What is one thing that you do that you feel has been the biggest contributor to your success so far?
Life is precious and short, and I want every minute to count. A good day for me is accomplishing lots of things.
What is your morning routine?
I awake between 5-6 am and have a cup of tea. After that, it depends upon the weather and time of year what my morning routine is. If it’s spring or low tide and lots is happening in nature, I get outside as quickly as possible to find owlets, or seals, or migrating songbirds, or low-tide creatures to observe and photograph. Virtually all the other mornings, I work out before starting work.
What habit or behavior that you have pursued for a few years has most improved your life?
CrossFit, without a doubt. At age 54, I had a bone scan and learned I was on the verge of osteoporosis. I’m a tiny person, with the smallest bones of any adult I know and a history of osteoporosis in my family, so I was at high risk. I thought I had been doing enough to prevent bone loss, but I hadn’t. Two years into CrossFit, I’d not only regained all the bone mass I’d lost in 12 years but was actually on the verge of normal. I’m now sixty and more fit than at any time in my life. That feels pretty great. Plus, I gained a wonderful community of friends.
What are your strategies for being productive and using your time most efficiently?
I don’t know that I have a strategy. It’s my nature to be productive and efficient, and that’s how my brain naturally works. If you’d asked me, “What are your strategies for staying present and calm and being patient?” I would have had more to say because I’ve had to work hard at those.
What book(s) have influenced your life the most? Why?
I read Animal Liberation by Peter Singer in 1985, and it introduced me to what happens behind the scenes to animals in the food and testing industries, which led to my work as a humane educator. Seven years ago, I read Sapiens: A Brief History of Humankind by Yuval Noah Harari. It’s a work of genius that helped me better understand our species, which in turn enabled me better educate people to be solutionaries and help create a world where all humans, animals, and nature can thrive.
Do you have any quotes you live by or think of often?

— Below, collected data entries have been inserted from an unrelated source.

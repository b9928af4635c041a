use std::io::Read;
use std::path::Path;

use chrono::{DateTime, NaiveDate, NaiveDateTime, Utc};
use serde::Deserialize;
use tracing::debug;

use crate::error::{Error, Result};
use crate::types::{ArticleRecord, Corpus};

pub const REQUIRED_COLUMNS: [&str; 7] = [
    "id", "title", "body", "section1", "section2", "section3", "pubdate",
];

const DATETIME_FORMATS: [&str; 2] = ["%Y-%m-%d %H:%M:%S", "%Y-%m-%dT%H:%M:%S"];

#[derive(Debug, Deserialize)]
struct ArticleRow {
    #[serde(default)]
    id: String,
    #[serde(default)]
    title: String,
    #[serde(default)]
    body: String,
    #[serde(default)]
    section1: String,
    #[serde(default)]
    section2: String,
    #[serde(default)]
    section3: String,
    #[serde(default)]
    pubdate: String,
}

/// Load a corpus from a CSV file with a header row.
pub fn read_articles(path: impl AsRef<Path>) -> Result<Corpus> {
    let path = path.as_ref();
    let reader = reader_builder().from_path(path)?;
    let corpus = read_corpus(reader)?;
    debug!("Loaded {} articles from {}", corpus.len(), path.display());
    Ok(corpus)
}

pub fn read_articles_from_reader<R: Read>(source: R) -> Result<Corpus> {
    read_corpus(reader_builder().from_reader(source))
}

/// Header names are trimmed so the column check and field mapping agree, and
/// short rows are accepted with their missing trailing cells left empty.
fn reader_builder() -> csv::ReaderBuilder {
    let mut builder = csv::ReaderBuilder::new();
    builder.trim(csv::Trim::Headers).flexible(true);
    builder
}

fn read_corpus<R: Read>(mut reader: csv::Reader<R>) -> Result<Corpus> {
    let headers = reader.headers()?.clone();
    for column in REQUIRED_COLUMNS {
        if !headers.iter().any(|h| h == column) {
            return Err(Error::InvalidInput(format!("missing column '{}'", column)));
        }
    }

    let mut articles = Vec::new();
    for (index, row) in reader.deserialize::<ArticleRow>().enumerate() {
        let row = row?;
        // Header is line 1, so data rows start at 2.
        let published_at = parse_pubdate(&row.pubdate).map_err(|e| {
            Error::InvalidInput(format!("row {}: {}", index + 2, e))
        })?;
        articles.push(ArticleRecord::new(
            row.id,
            row.title,
            row.body,
            [row.section1, row.section2, row.section3],
            published_at,
        ));
    }

    Ok(Corpus::new(articles))
}

/// Parse a publication timestamp. Empty values mean "unknown".
pub fn parse_pubdate(value: &str) -> std::result::Result<Option<DateTime<Utc>>, String> {
    let value = value.trim();
    if value.is_empty() {
        return Ok(None);
    }

    if let Ok(parsed) = DateTime::parse_from_rfc3339(value) {
        return Ok(Some(parsed.with_timezone(&Utc)));
    }

    for format in DATETIME_FORMATS {
        if let Ok(parsed) = NaiveDateTime::parse_from_str(value, format) {
            return Ok(Some(parsed.and_utc()));
        }
    }

    if let Some(midnight) = NaiveDate::parse_from_str(value, "%Y-%m-%d")
        .ok()
        .and_then(|date| date.and_hms_opt(0, 0, 0))
    {
        return Ok(Some(midnight.and_utc()));
    }

    Err(format!("unparseable pubdate '{}'", value))
}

I love Anne Frank’s “How wonderful it is that nobody need wait a single moment before starting to improve the world” It’s particularly powerful to me because it was written by a child hidden away in a tiny apartment during the Holocaust (and who would not survive the Holocaust), but who – by not waiting a single minute even as she was confined to a couple of rooms – managed to improve the world. When I’m struggling to maintain my hope, Joan Baez’s quote “Action is the antidote to despair” keeps me going.